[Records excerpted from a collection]
══════════
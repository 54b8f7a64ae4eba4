//! Waveform oscilloscope widget

use ratatui::{
    layout::Rect,
    style::{Color, Style},
    symbols,
    widgets::{Axis, Block, Borders, Chart, Dataset, GraphType},
    Frame,
};

/// Render byte samples (128 = zero) as a line across the window
pub fn render_waveform(frame: &mut Frame, area: Rect, samples: &[u8]) {
    let block = Block::default().title(" Waveform ").borders(Borders::ALL);

    let data: Vec<(f64, f64)> = samples
        .iter()
        .enumerate()
        .map(|(i, &b)| {
            let x = i as f64 / samples.len() as f64;
            let y = b as f64 / 128.0 - 1.0;
            (x, y)
        })
        .collect();

    let dataset = Dataset::default()
        .marker(symbols::Marker::Braille)
        .graph_type(GraphType::Line)
        .style(Style::default().fg(Color::Cyan))
        .data(&data);

    let chart = Chart::new(vec![dataset])
        .block(block)
        .x_axis(
            Axis::default()
                .bounds([0.0, 1.0])
                .style(Style::default().fg(Color::DarkGray)),
        )
        .y_axis(
            Axis::default()
                .bounds([-1.0, 1.0])
                .style(Style::default().fg(Color::DarkGray)),
        );

    frame.render_widget(chart, area);
}
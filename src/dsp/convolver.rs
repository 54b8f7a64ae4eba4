//! Uniformly partitioned overlap-save convolution.
//!
//! The impulse response is cut into partitions of `BLOCK` samples, each
//! transformed once at load. Incoming audio is gathered into blocks of the
//! same size; every full block is transformed, pushed onto a frequency-domain
//! delay line and multiplied against the partitions. Output lags the input by
//! one block.

use std::sync::Arc;

use rustfft::{num_complex::Complex, Fft, FftPlanner};

/// Partition size in samples, also the latency of the convolver.
pub const BLOCK: usize = 512;
const FFT_SIZE: usize = BLOCK * 2;

/// Longest impulse response accepted, in seconds. Longer responses are cut.
pub const MAX_IMPULSE_SECONDS: f32 = 10.0;

const GAIN_CALIBRATION: f32 = 0.00125;
const GAIN_CALIBRATION_SAMPLE_RATE: f32 = 44_100.0;
const MIN_POWER: f32 = 0.000125;

/// Scale that brings impulse responses of different energy to a comparable
/// loudness.
pub fn normalization_scale(channels: &[&[f32]], sample_rate: f32) -> f32 {
    let len = channels.first().map(|c| c.len()).unwrap_or(0);
    if len == 0 {
        return 1.0;
    }
    let sum: f32 = channels
        .iter()
        .flat_map(|c| c.iter())
        .map(|s| s * s)
        .sum();
    let mut power = (sum / (channels.len() * len) as f32).sqrt();
    if !power.is_finite() || power < MIN_POWER {
        power = MIN_POWER;
    }
    let mut scale = GAIN_CALIBRATION / power;
    if sample_rate > 0.0 {
        scale *= GAIN_CALIBRATION_SAMPLE_RATE / sample_rate;
    }
    scale
}

pub struct Convolver {
    fft: Arc<dyn Fft<f32>>,
    ifft: Arc<dyn Fft<f32>>,
    /// Spectra of the impulse partitions
    partitions: Vec<Vec<Complex<f32>>>,
    /// Spectra of past input windows, newest at `history_pos`
    history: Vec<Vec<Complex<f32>>>,
    history_pos: usize,
    /// Last two input blocks in the time domain
    window: Vec<f32>,
    input: Vec<f32>,
    output: Vec<f32>,
    fill: usize,
    spectrum: Vec<Complex<f32>>,
    acc: Vec<Complex<f32>>,
    scratch: Vec<Complex<f32>>,
}

impl Convolver {
    /// Prepare `impulse` scaled by `gain`. An empty impulse convolves to silence.
    pub fn new(impulse: &[f32], gain: f32) -> Self {
        let mut planner = FftPlanner::new();
        let fft = planner.plan_fft_forward(FFT_SIZE);
        let ifft = planner.plan_fft_inverse(FFT_SIZE);
        let scratch_len = fft
            .get_inplace_scratch_len()
            .max(ifft.get_inplace_scratch_len());
        let mut scratch = vec![Complex::new(0.0, 0.0); scratch_len];

        let impulse: &[f32] = if impulse.is_empty() { &[0.0] } else { impulse };
        let partitions: Vec<Vec<Complex<f32>>> = impulse
            .chunks(BLOCK)
            .map(|chunk| {
                let mut spectrum = vec![Complex::new(0.0, 0.0); FFT_SIZE];
                for (bin, sample) in spectrum.iter_mut().zip(chunk) {
                    bin.re = sample * gain;
                }
                fft.process_with_scratch(&mut spectrum, &mut scratch);
                spectrum
            })
            .collect();
        let history = vec![vec![Complex::new(0.0, 0.0); FFT_SIZE]; partitions.len()];

        Self {
            fft,
            ifft,
            partitions,
            history,
            history_pos: 0,
            window: vec![0.0; FFT_SIZE],
            input: vec![0.0; BLOCK],
            output: vec![0.0; BLOCK],
            fill: 0,
            spectrum: vec![Complex::new(0.0, 0.0); FFT_SIZE],
            acc: vec![Complex::new(0.0, 0.0); FFT_SIZE],
            scratch,
        }
    }

    pub fn partition_count(&self) -> usize {
        self.partitions.len()
    }

    #[inline]
    pub fn process(&mut self, sample: f32) -> f32 {
        let out = self.output[self.fill];
        self.input[self.fill] = sample;
        self.fill += 1;
        if self.fill == BLOCK {
            self.convolve_block();
            self.fill = 0;
        }
        out
    }

    fn convolve_block(&mut self) {
        self.window.copy_within(BLOCK.., 0);
        self.window[BLOCK..].copy_from_slice(&self.input);
        for (bin, sample) in self.spectrum.iter_mut().zip(&self.window) {
            *bin = Complex::new(*sample, 0.0);
        }
        self.fft
            .process_with_scratch(&mut self.spectrum, &mut self.scratch);

        let count = self.partitions.len();
        self.history_pos = (self.history_pos + count - 1) % count;
        self.history[self.history_pos].copy_from_slice(&self.spectrum);

        self.acc.fill(Complex::new(0.0, 0.0));
        for (p, partition) in self.partitions.iter().enumerate() {
            let past = &self.history[(self.history_pos + p) % count];
            for ((acc, x), h) in self.acc.iter_mut().zip(past).zip(partition) {
                *acc += x * h;
            }
        }
        self.ifft.process_with_scratch(&mut self.acc, &mut self.scratch);

        let scale = 1.0 / FFT_SIZE as f32;
        for (out, bin) in self.output.iter_mut().zip(&self.acc[BLOCK..]) {
            *out = bin.re * scale;
        }
    }

    pub fn reset(&mut self) {
        for spectrum in &mut self.history {
            spectrum.fill(Complex::new(0.0, 0.0));
        }
        self.window.fill(0.0);
        self.input.fill(0.0);
        self.output.fill(0.0);
        self.fill = 0;
    }
}

#[cfg(test)]
mod tests {
    use super::*;

    fn run(convolver: &mut Convolver, input: &[f32]) -> Vec<f32> {
        input.iter().map(|s| convolver.process(*s)).collect()
    }

    fn direct(input: &[f32], impulse: &[f32]) -> Vec<f32> {
        (0..input.len())
            .map(|n| {
                impulse
                    .iter()
                    .enumerate()
                    .filter(|(k, _)| *k <= n)
                    .map(|(k, h)| h * input[n - k])
                    .sum()
            })
            .collect()
    }

    #[test]
    fn test_unit_impulse_delays_by_one_block() {
        let mut convolver = Convolver::new(&[1.0], 1.0);
        let mut input = vec![0.0; BLOCK * 3];
        input[5] = 1.0;
        let out = run(&mut convolver, &input);
        assert!((out[BLOCK + 5] - 1.0).abs() < 1e-5);
        assert!(out[..BLOCK].iter().all(|s| s.abs() < 1e-6));
    }

    #[test]
    fn test_matches_direct_convolution_across_partitions() {
        let impulse: Vec<f32> = (0..1300)
            .map(|i| ((i * 7919) % 97) as f32 / 97.0 - 0.5)
            .map(|s| s * 0.1)
            .collect();
        let input: Vec<f32> = (0..BLOCK * 5)
            .map(|i| ((i * 104_729) % 89) as f32 / 89.0 - 0.5)
            .collect();

        let mut convolver = Convolver::new(&impulse, 1.0);
        assert_eq!(convolver.partition_count(), 3);
        let out = run(&mut convolver, &input);
        let expected = direct(&input, &impulse);
        for n in 0..BLOCK * 4 {
            assert!(
                (out[n + BLOCK] - expected[n]).abs() < 1e-3,
                "sample {}: {} vs {}",
                n,
                out[n + BLOCK],
                expected[n]
            );
        }
    }

    #[test]
    fn test_empty_impulse_is_silent() {
        let mut convolver = Convolver::new(&[], 1.0);
        let out = run(&mut convolver, &vec![1.0; BLOCK * 2]);
        assert!(out.iter().all(|s| s.abs() < 1e-6));
    }

    #[test]
    fn test_normalization_evens_out_energy() {
        let quiet = vec![0.01f32; 1000];
        let loud = vec![0.5f32; 1000];
        let quiet_scale = normalization_scale(&[quiet.as_slice()], 44_100.0);
        let loud_scale = normalization_scale(&[loud.as_slice()], 44_100.0);
        assert!((quiet_scale * 0.01 - loud_scale * 0.5).abs() < 1e-6);
        assert_eq!(normalization_scale(&[], 44_100.0), 1.0);
    }
}
//! The process-wide audio context.
//!
//! Owns the signal graph, the node factory and the sample clock. Created once
//! at startup and torn down at shutdown; everything else borrows it.

use std::fmt;
use std::sync::atomic::{AtomicU64, Ordering};
use std::sync::Arc;

use crate::analysis::Analyser;
use crate::graph::node::{RenderCtx, StereoFrame};
use crate::graph::signal::{Routing, SignalGraph};
use crate::host::NodeFactory;
use crate::MAX_BLOCK_SIZE;

/// Monotonic context time in seconds.
pub trait Clock: Send + Sync {
    fn now(&self) -> f64;
}

/// Clock driven by rendered frames. Cheap to clone; clones share the count.
#[derive(Debug, Clone)]
pub struct SampleClock {
    frames: Arc<AtomicU64>,
    sample_rate: f64,
}

impl SampleClock {
    pub fn new(sample_rate: f32) -> Self {
        Self {
            frames: Arc::new(AtomicU64::new(0)),
            sample_rate: sample_rate as f64,
        }
    }

    pub fn advance(&self, frames: usize) {
        self.frames.fetch_add(frames as u64, Ordering::Relaxed);
    }

    pub fn frames(&self) -> u64 {
        self.frames.load(Ordering::Relaxed)
    }
}

impl Clock for SampleClock {
    fn now(&self) -> f64 {
        self.frames() as f64 / self.sample_rate
    }
}

/// Clock set by hand, for driving time-dependent logic without audio.
#[derive(Debug, Default)]
pub struct ManualClock {
    bits: AtomicU64,
}

impl ManualClock {
    pub fn new(seconds: f64) -> Self {
        Self {
            bits: AtomicU64::new(seconds.to_bits()),
        }
    }

    pub fn set(&self, seconds: f64) {
        self.bits.store(seconds.to_bits(), Ordering::Relaxed);
    }

    pub fn advance(&self, seconds: f64) {
        self.set(self.now() + seconds);
    }
}

impl Clock for ManualClock {
    fn now(&self) -> f64 {
        f64::from_bits(self.bits.load(Ordering::Relaxed))
    }
}

#[derive(Debug, Clone, Copy, PartialEq, Eq)]
pub enum ContextState {
    Running,
    Suspended,
    Closed,
}

/// The platform refused a suspend or resume request.
#[derive(Debug, Clone, PartialEq, Eq)]
pub struct PlatformError(pub String);

impl fmt::Display for PlatformError {
    fn fmt(&self, f: &mut fmt::Formatter<'_>) -> fmt::Result {
        write!(f, "platform refused: {}", self.0)
    }
}

impl std::error::Error for PlatformError {}

/// Whatever actually starts and stops the audio device.
pub trait Platform {
    fn suspend(&mut self) -> Result<(), PlatformError>;
    fn resume(&mut self) -> Result<(), PlatformError>;
}

/// A platform with nothing to start or stop.
#[derive(Debug, Default)]
pub struct NullPlatform;

impl Platform for NullPlatform {
    fn suspend(&mut self) -> Result<(), PlatformError> {
        Ok(())
    }

    fn resume(&mut self) -> Result<(), PlatformError> {
        Ok(())
    }
}

#[derive(Debug, Clone, Copy, PartialEq)]
pub struct ContextSettings {
    pub sample_rate: f32,
    pub routing: Routing,
    pub fft_size: usize,
    pub smoothing: f32,
}

impl Default for ContextSettings {
    fn default() -> Self {
        Self {
            sample_rate: 48_000.0,
            routing: Routing::Parallel,
            fft_size: crate::analysis::DEFAULT_FFT_SIZE,
            smoothing: crate::analysis::DEFAULT_SMOOTHING,
        }
    }
}

pub struct AudioContext {
    graph: SignalGraph,
    factory: Box<dyn NodeFactory>,
    clock: SampleClock,
    sample_rate: f32,
    state: ContextState,
    /// State the platform refused to enter; retried on the next action.
    pending: Option<ContextState>,
}

impl AudioContext {
    pub fn init(settings: ContextSettings, factory: Box<dyn NodeFactory>) -> Self {
        let analyser = Analyser::new(settings.fft_size, settings.smoothing);
        log::info!(
            target: "context",
            "audio context up at {} Hz, {:?} routing",
            settings.sample_rate,
            settings.routing
        );
        Self {
            graph: SignalGraph::new(settings.routing, analyser),
            factory,
            clock: SampleClock::new(settings.sample_rate),
            sample_rate: settings.sample_rate,
            state: ContextState::Running,
            pending: None,
        }
    }

    /// Drop the source and every insert. The fixed output chain stays.
    pub fn teardown(&mut self) {
        self.graph.clear_source();
        for kind in self.graph.active_kinds() {
            if let Some(insert) = self.graph.unsplice(kind) {
                self.graph.release(insert.members());
            }
        }
        self.state = ContextState::Closed;
        self.pending = None;
        log::info!(target: "context", "audio context closed");
    }

    pub fn graph(&self) -> &SignalGraph {
        &self.graph
    }

    pub fn graph_mut(&mut self) -> &mut SignalGraph {
        &mut self.graph
    }

    pub fn factory(&self) -> &dyn NodeFactory {
        self.factory.as_ref()
    }

    pub fn sample_rate(&self) -> f32 {
        self.sample_rate
    }

    pub fn clock(&self) -> &SampleClock {
        &self.clock
    }

    pub fn current_time(&self) -> f64 {
        self.clock.now()
    }

    pub fn state(&self) -> ContextState {
        self.state
    }

    /// Ask the platform to stop processing. A refusal is logged and retried on
    /// the next call to [`AudioContext::retry_pending`].
    pub fn suspend(&mut self, platform: &mut dyn Platform) -> bool {
        self.transition(ContextState::Suspended, platform)
    }

    pub fn resume(&mut self, platform: &mut dyn Platform) -> bool {
        self.transition(ContextState::Running, platform)
    }

    /// Re-attempt a transition the platform refused earlier.
    pub fn retry_pending(&mut self, platform: &mut dyn Platform) {
        if let Some(target) = self.pending {
            self.transition(target, platform);
        }
    }

    pub fn pending_state(&self) -> Option<ContextState> {
        self.pending
    }

    fn transition(&mut self, target: ContextState, platform: &mut dyn Platform) -> bool {
        if self.state == ContextState::Closed {
            return false;
        }
        if self.state == target {
            self.pending = None;
            return true;
        }
        let result = match target {
            ContextState::Suspended => platform.suspend(),
            _ => platform.resume(),
        };
        match result {
            Ok(()) => {
                log::debug!(target: "context", "{:?} -> {:?}", self.state, target);
                self.state = target;
                self.pending = None;
                true
            }
            Err(err) => {
                log::warn!(target: "context", "could not enter {:?}: {}", target, err);
                self.pending = Some(target);
                false
            }
        }
    }

    /// Render `out` in chunks of at most `MAX_BLOCK_SIZE`. While suspended or
    /// closed the output is silent and the clock stands still.
    ///
    /// `inject` is called once per chunk with the chunk's start time and the
    /// master bus input, for mixing in scheduled one-shots.
    pub fn render<F>(&mut self, out: &mut [StereoFrame], mut inject: F)
    where
        F: FnMut(f64, &mut [StereoFrame]),
    {
        if self.state != ContextState::Running {
            out.fill(StereoFrame::SILENT);
            return;
        }
        for chunk in out.chunks_mut(MAX_BLOCK_SIZE) {
            let time = self.clock.now();
            let ctx = RenderCtx::new(self.sample_rate, time);
            self.graph
                .render(chunk, &ctx, |bus: &mut [StereoFrame]| inject(time, bus));
            self.clock.advance(chunk.len());
        }
    }
}
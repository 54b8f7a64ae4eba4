//! Transport bar widget - play state, position, rhythm, recorder and levels

use ratatui::{
    layout::Rect,
    style::{Color, Style},
    text::{Line, Span},
    widgets::{Block, Borders, Paragraph},
    Frame,
};

use saavy_fx::sequencing::SequencerState;

use super::state::Snapshot;

pub struct TransportInfo<'a> {
    pub source_name: Option<&'a str>,
    pub bpm: f32,
    pub recording: Option<f64>,
}

fn clock(seconds: f64) -> String {
    let total = seconds.max(0.0) as u64;
    format!("{}:{:02}", total / 60, total % 60)
}

pub fn render_transport(frame: &mut Frame, area: Rect, state: &Snapshot, info: &TransportInfo) {
    let block = Block::default().title(" saavyfx ").borders(Borders::ALL);

    let (symbol, label, color) = match (state.has_source, state.playing) {
        (false, _) => ("■", "No source", Color::DarkGray),
        (true, true) => ("▶", "Playing", Color::Green),
        (true, false) => ("⏸", "Paused", Color::Yellow),
    };

    let mut spans = vec![
        Span::styled(format!(" {} {}  ", symbol, label), Style::default().fg(color)),
        Span::styled(
            format!("{}  ", info.source_name.unwrap_or("-")),
            Style::default().fg(Color::White),
        ),
        Span::styled(
            format!(
                "{} / {}{}  ",
                clock(state.position),
                state.duration.map_or_else(|| "-".to_string(), clock),
                if state.looping { " ⟳" } else { "" }
            ),
            Style::default().fg(Color::DarkGray),
        ),
        Span::styled(format!("BPM: {:.0}", info.bpm), Style::default().fg(Color::Cyan)),
    ];
    if state.rhythm == Some(SequencerState::Scheduling) {
        spans.push(Span::styled(" ♪", Style::default().fg(Color::Cyan)));
    }
    spans.push(Span::raw("  "));
    if let Some(seconds) = info.recording {
        spans.push(Span::styled(
            format!("● REC {}  ", clock(seconds)),
            Style::default().fg(Color::Red),
        ));
    }
    spans.push(Span::styled(
        format!("{:.1}kHz  ", state.sample_rate / 1000.0),
        Style::default().fg(Color::DarkGray),
    ));
    spans.push(Span::styled(
        format!("Peak: {:.2}  RMS: {:.2}", state.stats.peak, state.stats.rms),
        Style::default().fg(Color::Magenta),
    ));
    if !state.running {
        spans.push(Span::styled("  idle", Style::default().fg(Color::DarkGray)));
    }

    let paragraph = Paragraph::new(Line::from(spans)).block(block);
    frame.render_widget(paragraph, area);
}
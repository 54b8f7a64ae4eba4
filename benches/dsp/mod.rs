//! Benchmarks for low-level DSP primitives.

mod compressor;
mod convolver;
mod delay;
mod distortion;
mod filter;

pub use compressor::bench_compressor;
pub use convolver::bench_convolver;
pub use delay::bench_delay;
pub use distortion::bench_distortion;
pub use filter::bench_filter;
//! Low-level DSP primitives used by the effect nodes.
//!
//! These work on plain `f32` samples and know nothing about the graph. The
//! node wrappers in `host` adapt them to stereo frames and named parameters.

pub mod compressor;
/// Partitioned FFT convolution for the reverb.
pub mod convolver;
/// Time-domain delay line with fractional reads.
pub mod delay;
pub mod distortion;
/// State-variable filter with five responses.
pub mod filter;
/// Oscillator waveforms and noise sources.
pub mod oscillator;
pub mod panner;
/// Schroeder network for impulse synthesis.
pub mod reverb;
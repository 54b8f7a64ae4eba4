//! Capture of the destination output into WAV files.
//!
//! The graph pushes every rendered frame into a lock-free ring; the recorder
//! is the single consumer. While idle it drains and drops, so the ring never
//! fills up and blocks capture when recording starts.

use std::path::{Path, PathBuf};

use rtrb::Consumer;

use crate::error::ConsoleError;
use crate::graph::node::StereoFrame;

/// Frames per buffered chunk.
const CHUNK_FRAMES: usize = 4096;

const FILE_STEM: &str = "processed-audio";

pub struct Recorder {
    stream: Consumer<StereoFrame>,
    directory: PathBuf,
    sample_rate: u32,
    /// Interleaved stereo chunks of the current take
    chunks: Vec<Vec<f32>>,
    recording: bool,
}

impl Recorder {
    pub fn new(stream: Consumer<StereoFrame>, directory: impl Into<PathBuf>, sample_rate: u32) -> Self {
        Self {
            stream,
            directory: directory.into(),
            sample_rate,
            chunks: Vec::new(),
            recording: false,
        }
    }

    pub fn directory(&self) -> &Path {
        &self.directory
    }

    pub fn is_recording(&self) -> bool {
        self.recording
    }

    /// Begin a new take. Anything captured before now is discarded.
    pub fn start(&mut self) {
        self.pump();
        self.chunks.clear();
        self.recording = true;
        log::info!(target: "recorder", "recording started");
    }

    /// Move available frames off the ring. Returns how many were read.
    pub fn pump(&mut self) -> usize {
        let mut read = 0;
        while let Ok(frame) = self.stream.pop() {
            read += 1;
            if !self.recording {
                continue;
            }
            if self.chunks.last().map_or(true, |c| c.len() >= CHUNK_FRAMES * 2) {
                self.chunks.push(Vec::with_capacity(CHUNK_FRAMES * 2));
            }
            if let Some(chunk) = self.chunks.last_mut() {
                chunk.push(frame.left);
                chunk.push(frame.right);
            }
        }
        read
    }

    /// Seconds captured in the current take.
    pub fn recorded_seconds(&self) -> f64 {
        let samples: usize = self.chunks.iter().map(Vec::len).sum();
        (samples / 2) as f64 / self.sample_rate as f64
    }

    /// End the take and write it out. Returns the file written, or `None` if
    /// nothing was recording.
    pub fn stop(&mut self) -> Result<Option<PathBuf>, ConsoleError> {
        if !self.recording {
            return Ok(None);
        }
        self.pump();
        self.recording = false;

        let samples: Vec<f32> = self.chunks.drain(..).flatten().collect();
        std::fs::create_dir_all(&self.directory)?;
        let path = next_free_path(&self.directory);
        super::write_wav(&path, self.sample_rate, &samples)?;
        log::info!(
            target: "recorder",
            "wrote {} ({} frames)",
            path.display(),
            samples.len() / 2
        );
        Ok(Some(path))
    }
}

/// `processed-audio.wav`, then `processed-audio-2.wav` and so on.
fn next_free_path(directory: &Path) -> PathBuf {
    let first = directory.join(format!("{}.wav", FILE_STEM));
    if !first.exists() {
        return first;
    }
    (2..)
        .map(|n| directory.join(format!("{}-{}.wav", FILE_STEM, n)))
        .find(|p| !p.exists())
        .unwrap_or(first)
}
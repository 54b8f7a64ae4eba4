use std::f32::consts::TAU;

/// Waveforms a live oscillator can produce. Noise is used for drum synthesis.
#[derive(Debug, Clone, Copy, PartialEq, Eq)]
pub enum Waveform {
    Sine,
    Square,
    Sawtooth,
    Triangle,
    Noise,
}

impl Waveform {
    /// Index order matches the oscillator's `type` choices.
    pub fn from_index(index: usize) -> Self {
        match index {
            1 => Waveform::Square,
            2 => Waveform::Sawtooth,
            3 => Waveform::Triangle,
            _ => Waveform::Sine,
        }
    }

    pub fn index(&self) -> usize {
        match self {
            Waveform::Sine | Waveform::Noise => 0,
            Waveform::Square => 1,
            Waveform::Sawtooth => 2,
            Waveform::Triangle => 3,
        }
    }
}

/// Phase-accumulator oscillator with PolyBLEP band limiting.
pub struct Oscillator {
    waveform: Waveform,
    phase: f32,
    rng: u32,
}

impl Oscillator {
    pub fn new(waveform: Waveform) -> Self {
        Self {
            waveform,
            phase: 0.0,
            rng: 0x9E37_79B9,
        }
    }

    pub fn sine() -> Self {
        Self::new(Waveform::Sine)
    }

    pub fn noise() -> Self {
        Self::new(Waveform::Noise)
    }

    pub fn waveform(&self) -> Waveform {
        self.waveform
    }

    pub fn set_waveform(&mut self, waveform: Waveform) {
        self.waveform = waveform;
    }

    #[inline]
    pub fn next_sample(&mut self, freq: f32, sample_rate: f32) -> f32 {
        let dt = (freq / sample_rate).clamp(0.0, 0.5);
        let t = self.phase;
        let out = match self.waveform {
            Waveform::Sine => (TAU * t).sin(),
            Waveform::Sawtooth => 2.0 * t - 1.0 - poly_blep(t, dt),
            Waveform::Square => square(t, dt),
            // Only the slope is discontinuous, aliasing stays low
            Waveform::Triangle => 4.0 * (t - 0.5).abs() - 1.0,
            Waveform::Noise => self.white(),
        };
        self.phase += dt;
        if self.phase >= 1.0 {
            self.phase -= 1.0;
        }
        out
    }

    pub fn render(&mut self, destination: &mut [f32], freq: f32, sample_rate: f32) {
        for sample in destination.iter_mut() {
            *sample = self.next_sample(freq, sample_rate);
        }
    }

    pub fn reset(&mut self) {
        self.phase = 0.0;
    }

    /// xorshift32 mapped onto -1..1
    #[inline]
    fn white(&mut self) -> f32 {
        let mut x = self.rng;
        x ^= x << 13;
        x ^= x >> 17;
        x ^= x << 5;
        self.rng = x;
        (x as f32 / u32::MAX as f32) * 2.0 - 1.0
    }
}

#[inline]
fn square(t: f32, dt: f32) -> f32 {
    let naive = if t < 0.5 { 1.0 } else { -1.0 };
    let mut falling = t + 0.5;
    if falling >= 1.0 {
        falling -= 1.0;
    }
    naive + poly_blep(t, dt) - poly_blep(falling, dt)
}

#[inline]
fn poly_blep(t: f32, dt: f32) -> f32 {
    if dt <= 0.0 {
        0.0
    } else if t < dt {
        let t = t / dt;
        t + t - t * t - 1.0
    } else if t > 1.0 - dt {
        let t = (t - 1.0) / dt;
        t * t + t + t + 1.0
    } else {
        0.0
    }
}

/// Frequency after detuning by `cents` (100 cents = 1 semitone).
#[inline]
pub fn detuned(freq: f32, cents: f32) -> f32 {
    if cents == 0.0 {
        freq
    } else {
        freq * 2.0_f32.powf(cents / 1200.0)
    }
}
══════════
— PROBLEM —
Among the records, find every line with the word "spectrum" and copy it.

— ANSWER TO THIS TASK —
    spectrum: Vec<Complex<f32>>,
                let mut spectrum = vec![Complex::new(0.0, 0.0); FFT_SIZE];
                for (bin, sample) in spectrum.iter_mut().zip(chunk) {
                fft.process_with_scratch(&mut spectrum, &mut scratch);
                spectrum
            spectrum: vec![Complex::new(0.0, 0.0); FFT_SIZE],
        for (bin, sample) in self.spectrum.iter_mut().zip(&self.window) {
            .process_with_scratch(&mut self.spectrum, &mut self.scratch);
        self.history[self.history_pos].copy_from_slice(&self.spectrum);
        for spectrum in &mut self.history {
            spectrum.fill(Complex::new(0.0, 0.0));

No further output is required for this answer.